What to do -
Pick the lines holding the string "still" out of the records and copy them.

Source data -
+++

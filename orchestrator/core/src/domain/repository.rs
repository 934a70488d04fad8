// Copyright (c) 2026 100monkeys.ai
// SPDX-License-Identifier: AGPL-3.0
//! # Domain Repository Interfaces
//!
//! Persistence contracts for each aggregate root. Interfaces live in the
//! domain layer and are implemented in `crate::infrastructure::repositories`.
//!
//! | Trait | Aggregate | Implementations |
//! |-------|-----------|----------------|
//! | `LicenseRepository` | `License` + audit trail | `InMemoryLifecycleStore`, `PostgresLicenseRepository` |
//! | `AgentRepository` | `Agent` | `InMemoryLifecycleStore`, `PostgresLifecycleRepository` |
//! | `TerminationRepository` | `TerminationRecord` | `InMemoryLifecycleStore`, `PostgresLifecycleRepository` |
//! | `ReinstatementRepository` | `ReinstatementRequest` | `InMemoryLifecycleStore`, `PostgresLifecycleRepository` |
//! | `ArchiveRepository` | `DataArchive` | `InMemoryLifecycleStore`, `PostgresLifecycleRepository` |
//! | `BatchLogRepository` | `BatchOperationLog` | `InMemoryLifecycleStore`, `PostgresBatchLogRepository` |
//!
//! ## Atomic units
//!
//! A few writes span more than one aggregate and must land together or not
//! at all. Each such unit is a single repository method so that the
//! implementation can wrap it in one transaction (or one lock):
//!
//! - `LicenseRepository::apply_transition`: license update + one audit entry
//! - `LicenseRepository::expire_batch`: N license updates + N audit entries +
//!   agent deactivation
//! - `TerminationRepository::begin`: agent flip to TERMINATED + record insert
//! - `ReinstatementRepository::resolve`: request PENDING → APPROVED/REJECTED,
//!   plus agent restore on approval
//!
//! Optimistic concurrency is expressed through `expected_version` arguments;
//! a mismatch is reported as `RepositoryError::Conflict`.

use async_trait::async_trait;
use chrono::{DateTime, Utc};

use crate::domain::agent::{Agent, AgentId};
use crate::domain::archive::DataArchive;
use crate::domain::batch::{BatchOperationLog, BatchRunId};
use crate::domain::license::{AuditEntry, License, LicenseId, LicenseStatus};
use crate::domain::license_rules::Transition;
use crate::domain::process::StepError;
use crate::domain::reinstatement::{ReinstatementId, ReinstatementRequest, ReinstatementStatus};
use crate::domain::termination::{TerminationId, TerminationRecord};

/// Storage backend enum for pluggable persistence
#[derive(Debug, Clone)]
pub enum StorageBackend {
    InMemory,
    PostgreSQL(PostgresConfig),
}

#[derive(Debug, Clone)]
pub struct PostgresConfig {
    pub connection_string: String,
    pub max_connections: u32,
}

/// Result of a committed bulk expiry.
#[derive(Debug, Clone, Default, PartialEq)]
pub struct ExpiryBatchOutcome {
    pub expired: Vec<License>,
    /// Agents flipped to INACTIVE because no license in force remained.
    pub deactivated_agents: Vec<AgentId>,
}

/// License Record Store.
#[async_trait]
pub trait LicenseRepository: Send + Sync {
    /// Insert a newly issued license. Fails with `Conflict` on a duplicate
    /// license number or a second primary license for the same agent.
    async fn insert(&self, license: &License) -> Result<(), RepositoryError>;

    async fn get(&self, id: LicenseId) -> Result<Option<License>, RepositoryError>;

    /// Non-deleted licenses held by an agent.
    async fn find_by_agent(&self, agent_id: AgentId) -> Result<Vec<License>, RepositoryError>;

    async fn find_by_status(&self, status: LicenseStatus) -> Result<Vec<License>, RepositoryError>;

    /// Persist an approved transition and its audit entry in one unit.
    /// Returns the updated license (version incremented).
    async fn apply_transition(
        &self,
        transition: &Transition,
        actor: &str,
        at: DateTime<Utc>,
    ) -> Result<License, RepositoryError>;

    /// All-or-nothing application of a chunk of expiry transitions. Agents
    /// left without an in-force license are set INACTIVE in the same unit.
    async fn expire_batch(
        &self,
        transitions: &[Transition],
        actor: &str,
        at: DateTime<Utc>,
    ) -> Result<ExpiryBatchOutcome, RepositoryError>;

    /// Audit entries for a license, oldest first.
    async fn audit_trail(&self, id: LicenseId) -> Result<Vec<AuditEntry>, RepositoryError>;
}

#[async_trait]
pub trait AgentRepository: Send + Sync {
    /// Create or overwrite an agent projection.
    async fn save(&self, agent: &Agent) -> Result<(), RepositoryError>;

    async fn get(&self, id: AgentId) -> Result<Option<Agent>, RepositoryError>;

    async fn list_all(&self) -> Result<Vec<Agent>, RepositoryError>;

    /// Set the agent INACTIVE if it is ACTIVE and holds no license in force.
    /// Returns whether the agent was changed.
    async fn deactivate_if_unlicensed(
        &self,
        id: AgentId,
        at: DateTime<Utc>,
    ) -> Result<bool, RepositoryError>;

    /// Record the outcome of an access step on the projection. `None` leaves
    /// the flag as it is.
    async fn update_access(
        &self,
        id: AgentId,
        portal_access: Option<bool>,
        commission: Option<bool>,
        at: DateTime<Utc>,
    ) -> Result<(), RepositoryError>;
}

#[async_trait]
pub trait TerminationRepository: Send + Sync {
    /// Flip the agent to TERMINATED and insert the record in one unit.
    /// `agent` is the already-terminated projection; the stored agent must
    /// still be at `expected_agent_version`.
    async fn begin(
        &self,
        record: &TerminationRecord,
        agent: &Agent,
        expected_agent_version: u64,
    ) -> Result<(), RepositoryError>;

    async fn get(&self, id: TerminationId) -> Result<Option<TerminationRecord>, RepositoryError>;

    async fn find_by_agent(&self, agent_id: AgentId) -> Result<Vec<TerminationRecord>, RepositoryError>;

    /// Records whose workflow status is PENDING or IN_PROGRESS.
    async fn find_unfinished(&self) -> Result<Vec<TerminationRecord>, RepositoryError>;

    /// Overwrite the progress fields (flags, letter url, status, errors).
    /// A record already COMPLETED or FAILED is left alone and the call fails
    /// with `InvalidState`.
    async fn save_progress(&self, record: &TerminationRecord) -> Result<(), RepositoryError>;
}

#[async_trait]
pub trait ReinstatementRepository: Send + Sync {
    /// Insert a PENDING request. Fails with `Conflict` if the agent already
    /// has a PENDING request.
    async fn create(&self, request: &ReinstatementRequest) -> Result<(), RepositoryError>;

    async fn get(&self, id: ReinstatementId) -> Result<Option<ReinstatementRequest>, RepositoryError>;

    async fn find_by_agent(&self, agent_id: AgentId) -> Result<Vec<ReinstatementRequest>, RepositoryError>;

    async fn find_by_status(
        &self,
        status: ReinstatementStatus,
    ) -> Result<Vec<ReinstatementRequest>, RepositoryError>;

    async fn mark_process_started(
        &self,
        id: ReinstatementId,
        at: DateTime<Utc>,
    ) -> Result<(), RepositoryError>;

    /// Write the decision carried by `request` only if the stored request is
    /// still PENDING; otherwise `InvalidState`. On approval, `agent` (already
    /// reinstated) is written in the same unit against
    /// `expected_agent_version`.
    async fn resolve(
        &self,
        request: &ReinstatementRequest,
        agent: Option<(&Agent, u64)>,
    ) -> Result<(), RepositoryError>;

    /// APPROVED → COMPLETED.
    async fn mark_completed(
        &self,
        id: ReinstatementId,
        at: DateTime<Utc>,
    ) -> Result<(), RepositoryError>;

    async fn append_error(&self, id: ReinstatementId, error: &StepError) -> Result<(), RepositoryError>;
}

#[async_trait]
pub trait ArchiveRepository: Send + Sync {
    async fn save(&self, archive: &DataArchive) -> Result<(), RepositoryError>;

    async fn find_by_agent(&self, agent_id: AgentId) -> Result<Vec<DataArchive>, RepositoryError>;
}

#[async_trait]
pub trait BatchLogRepository: Send + Sync {
    /// Append the log of a finished run. Logs are never updated.
    async fn append(&self, log: &BatchOperationLog) -> Result<(), RepositoryError>;

    async fn get(&self, id: BatchRunId) -> Result<Option<BatchOperationLog>, RepositoryError>;

    /// Most recent runs first.
    async fn list_recent(&self, limit: usize) -> Result<Vec<BatchOperationLog>, RepositoryError>;
}

/// Repository errors
#[derive(Debug, thiserror::Error)]
pub enum RepositoryError {
    #[error("Entity not found: {0}")]
    NotFound(String),

    #[error("Concurrent modification: {0}")]
    Conflict(String),

    #[error("Invalid state: {0}")]
    InvalidState(String),

    #[error("Database error: {0}")]
    Database(String),

    #[error("Serialization error: {0}")]
    Serialization(String),
}

impl RepositoryError {
    /// Errors worth retrying: the store could not be reached or answered
    /// with a transient failure.
    pub fn is_transient(&self) -> bool {
        matches!(self, RepositoryError::Database(_))
    }
}

impl From<sqlx::Error> for RepositoryError {
    fn from(err: sqlx::Error) -> Self {
        match err {
            sqlx::Error::RowNotFound => RepositoryError::NotFound("Row not found".to_string()),
            sqlx::Error::Database(ref db) if db.is_unique_violation() => {
                RepositoryError::Conflict(db.message().to_string())
            }
            _ => RepositoryError::Database(err.to_string()),
        }
    }
}

impl From<serde_json::Error> for RepositoryError {
    fn from(err: serde_json::Error) -> Self {
        RepositoryError::Serialization(err.to_string())
    }
}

+++

Exercise solution -
    /// still be at `expected_agent_version`.
    /// still PENDING; otherwise `InvalidState`. On approval, `agent` (already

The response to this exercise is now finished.